To simulate a scenario in which subjects are matched with respect to their ancestry, we simulated 2000 cases and 2000 controls from 4 underlying clusters with the probability (0.4, 0.3, 0.2, 0.1) of being in clusters 1, 2, 3 or 4, respectively. In the unmatched scenario with the same sample size, we generated 2000 cases from 4 clusters with probability (0.4, 0.3, 0.2, 0.1) and 2000 controls with probability (0.1, 0.2, 0.3, 0.4). To examine the effect of adding controls to the unmatched scenario, we simulated a pool of 2000 extra controls from 4 clusters with probability (0.1, 0.2, 0.3, 0.4). We then randomly added a varying number of controls (250, 500, 750, 1000, 1250, 1500, 1750, 2000) to the unmatched scenario. 10,000 SNPs in linkage equilibrium unrelated to disease status were simulated according to the model described in the previous section and were used to estimate the false positive rate. Twenty-four causal SNPs were generated with relative risks (R) of 1.2, 1.3, 1.4, 1.5 and minor allele frequencies (p) of 0.1, 0.2, 0.3, 0.4 and 0.5. The genotype frequencies for the controls were simulated as previously described. For the cases the genotype frequencies were computed as (Fst(1-p_{k}) + (1-Fst)(1- p_{k})^{2}, 2R(1-Fst) p_{k} (1- p_{k}), R^{2}(Fst p_{k} + (1-Fst) p_{k})) where R corresponds to the relative risk. These frequencies were scaled by the sum of the 3 genotype frequencies so that the probabilities added up to 1.

### Real Datasets

#### Human Genome Diversity Project (HGDP) Africans

Populations and Studies

Population/Dataset | N |
---|---|

Human Genome Diversity Project: African | |

Bantu | 20 |

Biaka | 31 |

Mandenka | 24 |

Mbuti pygmy | 15 |

Mozabite | 30 |

San | 6 |

Yoruba | 24 |

New England Centenarian Study (NECS) | 1341 |

Illumina Database | 3613 |

#### New England Centenarian Study (NECS) set

A subset of subjects from the New England Centenarian Study containing 1051 cases and 290 controls was used to test the algorithm.

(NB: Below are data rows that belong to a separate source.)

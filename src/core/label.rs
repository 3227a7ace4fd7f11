//! 归一化标注（YOLO 格式）

use serde::{Deserialize, Serialize};
use std::fmt;

use crate::core::geometry::AxisBox;

/// `(class_id, cx, cy, w, h)`，全部相对原始未旋转图像尺寸，取值 [0, 1]
#[derive(Debug, Clone, Copy, PartialEq, Serialize, Deserialize)]
pub struct NormalizedLabel {
    pub class_id: u32,
    pub cx: f64,
    pub cy: f64,
    pub w: f64,
    pub h: f64,
}

impl NormalizedLabel {
    /// 先把框裁到图像内再归一化，贴边的框也不会出现负值或大于 1
    pub fn from_box(class_id: u32, bbox: &AxisBox, image_width: u32, image_height: u32) -> Self {
        if image_width == 0 || image_height == 0 {
            return Self {
                class_id,
                cx: 0.0,
                cy: 0.0,
                w: 0.0,
                h: 0.0,
            };
        }

        let (x0, y0, x1, y1) = bbox.clamped_span(image_width, image_height);
        let iw = image_width as f64;
        let ih = image_height as f64;
        Self {
            class_id,
            cx: ((x0 + x1) / 2.0 / iw).clamp(0.0, 1.0),
            cy: ((y0 + y1) / 2.0 / ih).clamp(0.0, 1.0),
            w: ((x1 - x0) / iw).clamp(0.0, 1.0),
            h: ((y1 - y0) / ih).clamp(0.0, 1.0),
        }
    }
}

impl fmt::Display for NormalizedLabel {
    fn fmt(&self, f: &mut fmt::Formatter<'_>) -> fmt::Result {
        write!(
            f,
            "{} {:.6} {:.6} {:.6} {:.6}",
            self.class_id, self.cx, self.cy, self.w, self.h
        )
    }
}

#[cfg(test)]
mod tests {
    use super::*;

    #[test]
    fn test_label_text_format() {
        let label = NormalizedLabel::from_box(0, &AxisBox::new(25.0, 10.0, 50.0, 20.0), 100, 40);
        assert_eq!(label.to_string(), "0 0.500000 0.500000 0.500000 0.500000");
    }

    #[test]
    fn test_box_touching_left_edge_stays_in_range() {
        let label = NormalizedLabel::from_box(0, &AxisBox::new(0.0, 0.0, 30.0, 40.0), 100, 100);
        assert!(label.cx >= 0.0);
        assert!((label.cx - 0.15).abs() < 1e-12);
        assert!((label.cy - 0.2).abs() < 1e-12);
    }

    #[test]
    fn test_box_overflowing_image_is_clamped() {
        let label = NormalizedLabel::from_box(3, &AxisBox::new(-20.0, 80.0, 200.0, 50.0), 100, 100);
        for v in [label.cx, label.cy, label.w, label.h] {
            assert!((0.0..=1.0).contains(&v), "{}", v);
        }
        assert_eq!(label.w, 1.0);
        assert!((label.h - 0.2).abs() < 1e-12);
        assert!(label.to_string().starts_with("3 "));
    }

    #[test]
    fn test_zero_sized_image() {
        let label = NormalizedLabel::from_box(0, &AxisBox::new(1.0, 1.0, 1.0, 1.0), 0, 0);
        assert_eq!(label.to_string(), "0 0.000000 0.000000 0.000000 0.000000");
    }

    #[test]
    fn test_nan_box_gives_empty_label() {
        let label = NormalizedLabel::from_box(0, &AxisBox::new(f64::NAN, 1.0, 10.0, 10.0), 100, 100);
        assert_eq!(label.to_string(), "0 0.000000 0.000000 0.000000 0.000000");
    }
}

This study was approved by the Boston University Institutional Review Board. The initial PCA, containing 298,734 SNPs, identified many chromosomal regions with elevated SNP weights due to strong LD in those regions. We therefore removed SNPs in strong LD using the program PLINK [31] with a SNP window of 50, sliding window of 5 SNPs and removed 1 SNP from each pair of SNPs with r^{2} > 0.30. The final dataset contained 96,457 SNPs with a call rate greater than 95% and minor allele frequency greater than 5%. PCs from final dataset did not have elevated SNP weights for any chromosomal regions for the top 20 PCs. We found that setting the r^{2} threshold higher than 0.30 resulted in elevated SNP weights in many chromosomal regions. All subjects had a call rate greater than 93%.

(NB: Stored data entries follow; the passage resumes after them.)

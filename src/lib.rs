pub mod api;
pub mod batch;
pub mod config;
pub mod core;

pub use crate::api::BanknoteCropper;
pub use crate::config::PipelineConfig;

/// 安装日志后端；重复调用无副作用
pub fn init_logging() {
    #[cfg(target_os = "android")]
    {
        android_logger::init_once(
            android_logger::Config::default()
                .with_max_level(log::LevelFilter::Debug)
                .with_tag("findcash"),
        );
    }

    #[cfg(not(target_os = "android"))]
    {
        let _ = env_logger::Builder::from_env(env_logger::Env::default().default_filter_or("info"))
            .format_timestamp_millis()
            .try_init();
    }
}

#### NECS and Illumina Control set

3,613 controls labeled as Caucasian were selected from the Illumina control database (iControlDB) and combined with the NECS controls. There were 298,734 SNPs common to the NECS and Illumina datasets that had a SNP call rate > 0.95 and MAF > 0.05. SNPs in strong LD were removed using the program PLINK with a SNP window of 50 and sliding window of 5 SNPs and we removed 1 SNP from each pair of SNP with r^{2} > 0.30 leaving 97,508 SNPs for the analysis. A PCA was performed on the combined data. All subjects had a call rate greater than 93%. To check for differences between the two datasets, we compared the MAFs between the NECS dataset and Illumina controls. All SNPs had less than a 10% difference in MAFs between the two datasets and 99.9% of the SNPs had less than a 5% difference in MAF. We also compared the PCs using only the NECS dataset with the PCs using the NECS and Illumina datasets. We found that the top 4 PCs which were used for clustering were strongly correlated among the NECS between the two PCAs showing that the addition of the Illumina controls did not bias the results of the PCA. The correlation coefficients (Spearman) were 0.98, -0.89, 0.87 and 0.76 for the 1st-4th PCs, respectively.

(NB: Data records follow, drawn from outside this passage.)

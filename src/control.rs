//! Line-oriented JSON protocol for status queries and operator commands.
//!
//! Commands never touch the pack directly. A status query is answered from
//! the latest published snapshot; balance and latch-reset requests are
//! checked against that snapshot and then queued for the supervisor, which
//! applies them at the start of its next poll.

use crate::balance::{plan_manual, BalanceRequest};
use crate::snapshot::Snapshot;
use arrayvec::ArrayString;
use serde::{Deserialize, Serialize};
use std::sync::mpsc::Sender;
use thiserror::Error;
use tracing::{info, warn};

pub const MAX_COMMAND_SIZE: usize = 512;
pub const MAX_RESPONSE_SIZE: usize = 1024;

pub type CommandBuffer = ArrayString<MAX_COMMAND_SIZE>;
pub type ResponseBuffer = ArrayString<MAX_RESPONSE_SIZE>;

#[derive(Debug, Clone, Serialize, Deserialize)]
pub struct ControlCommand {
    pub id: u32,
    pub command: CommandType,
}

#[derive(Debug, Clone, Copy, PartialEq, Eq, Serialize, Deserialize)]
pub enum CommandType {
    Status,
    Balance,
    ResetLatch,
}

#[derive(Debug, Clone, Serialize, Deserialize)]
pub struct ControlResponse {
    pub id: u32,
    pub status: ResponseStatus,
    pub message: Option<String>,
    #[serde(skip_serializing_if = "Option::is_none")]
    pub snapshot: Option<Snapshot>,
}

#[derive(Debug, Clone, Copy, PartialEq, Eq, Serialize, Deserialize)]
pub enum ResponseStatus {
    Success,
    Rejected,
    Error,
}

/// What the supervisor is asked to do on its next poll.
#[derive(Debug, Clone, Copy, PartialEq)]
pub enum ControlRequest {
    Balance(BalanceRequest),
    ResetLatch,
}

#[derive(Debug, Clone, PartialEq, Eq, Error)]
pub enum ControlError {
    #[error("message exceeds {MAX_COMMAND_SIZE} bytes")]
    MessageTooLarge,
    #[error("invalid command: {0}")]
    InvalidJson(String),
    #[error("serialization failed")]
    SerializationError,
    #[error("supervisor is not running")]
    SupervisorGone,
}

pub struct ControlHandler {
    command_buffer: CommandBuffer,
    response_buffer: ResponseBuffer,
    requests: Sender<ControlRequest>,
    spread_threshold: f64,
}

impl ControlHandler {
    pub fn new(requests: Sender<ControlRequest>, spread_threshold: f64) -> Self {
        Self {
            command_buffer: ArrayString::new(),
            response_buffer: ArrayString::new(),
            requests,
            spread_threshold,
        }
    }

    pub fn parse_command(&mut self, json_str: &str) -> Result<ControlCommand, ControlError> {
        self.command_buffer.clear();
        if json_str.len() > MAX_COMMAND_SIZE {
            return Err(ControlError::MessageTooLarge);
        }
        self.command_buffer.push_str(json_str);

        serde_json::from_str::<ControlCommand>(&self.command_buffer)
            .map_err(|e| ControlError::InvalidJson(e.to_string()))
    }

    /// Serializes a response. Short responses go through the bounded
    /// buffer; a status response carrying a snapshot is returned as is.
    pub fn serialize_response(&mut self, response: &ControlResponse) -> Result<String, ControlError> {
        let json_str =
            serde_json::to_string(response).map_err(|_| ControlError::SerializationError)?;
        if response.snapshot.is_some() {
            return Ok(json_str);
        }
        self.response_buffer.clear();
        if json_str.len() > MAX_RESPONSE_SIZE {
            return Err(ControlError::MessageTooLarge);
        }
        self.response_buffer.push_str(&json_str);
        Ok(self.response_buffer.to_string())
    }

    pub fn handle(&self, command: &ControlCommand, snapshot: &Snapshot) -> ControlResponse {
        match command.command {
            CommandType::Status => ControlResponse {
                id: command.id,
                status: ResponseStatus::Success,
                message: None,
                snapshot: Some(snapshot.clone()),
            },
            CommandType::Balance => {
                let planned = plan_manual(
                    &snapshot.voltages,
                    !snapshot.alerts.is_empty(),
                    snapshot.balancing,
                    self.spread_threshold,
                );
                match planned {
                    Ok(request) => match self.enqueue(ControlRequest::Balance(request)) {
                        Ok(()) => {
                            info!(
                                "Manual balance queued from Bank {} to Bank {}",
                                request.source, request.dest
                            );
                            Self::reply(
                                command.id,
                                ResponseStatus::Success,
                                format!(
                                    "Balancing initiated from Bank {} to Bank {}",
                                    request.source, request.dest
                                ),
                            )
                        }
                        Err(e) => Self::reply(command.id, ResponseStatus::Error, e.to_string()),
                    },
                    Err(rejected) => {
                        warn!("Manual balance rejected: {}", rejected);
                        Self::reply(command.id, ResponseStatus::Rejected, rejected.to_string())
                    }
                }
            }
            CommandType::ResetLatch => match self.enqueue(ControlRequest::ResetLatch) {
                Ok(()) => Self::reply(command.id, ResponseStatus::Success, "Latch reset requested".to_string()),
                Err(e) => Self::reply(command.id, ResponseStatus::Error, e.to_string()),
            },
        }
    }

    fn enqueue(&self, request: ControlRequest) -> Result<(), ControlError> {
        self.requests
            .send(request)
            .map_err(|_| ControlError::SupervisorGone)
    }

    fn reply(id: u32, status: ResponseStatus, message: String) -> ControlResponse {
        ControlResponse {
            id,
            status,
            message: Some(message),
            snapshot: None,
        }
    }

    /// Response for a line that did not parse.
    pub fn error_response(error: &ControlError) -> ControlResponse {
        ControlResponse {
            id: 0,
            status: ResponseStatus::Error,
            message: Some(error.to_string()),
            snapshot: None,
        }
    }
}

#### Principal component analysis

In all applications we used the principal components analysis implemented in the software smartpca [4] to detect population substructure among individuals with genome-wide data.

### Algorithm

The algorithm consists of the following components: 1) selection of informative PCs for the cluster analysis; 2) clustering to discover population substructure; 3) a novel score to select the best number of clusters that satisfy a variety of criteria.

### How Many Informative PCs?

The Tracy-Widom statistic can be used to identify the ancestrally informative principal components. However this statistic is very sensitive to the inclusion of SNPs in linkage disequilibrium (LD) and tends to identify a larger number of PCs [19, 32]. Typically, investigators use the first 10 PCs although this choice is somewhat arbitrary. We identify informative PCs for the algorithm by displaying the results of the PCA in a heatmap and by the use of a scree plot [33] which plots the natural logarithm of the eigenvalues.

We display the top 20 principal components in a heatmap in which the color of each cell (i, j) represents the value of the principal component in column j for the subject in row i, standardized by row. We order the rows using hierarchical clustering so that individuals with similar values for PCs are arranged next to each other. The heatmap highlights the most evident groups and the number of PCs that determine these groups. Because the interpretation of the visual display is subjective, we also use a scree plot of the natural logarithm of the eigenvalues to identify the important PCs. A scree plot graphs the log of the eigenvalue for each PC versus the PC numbers, and the appropriate number of PCs is identified by a "kink" in the plot after which we observe a relatively straight line (Figure 1).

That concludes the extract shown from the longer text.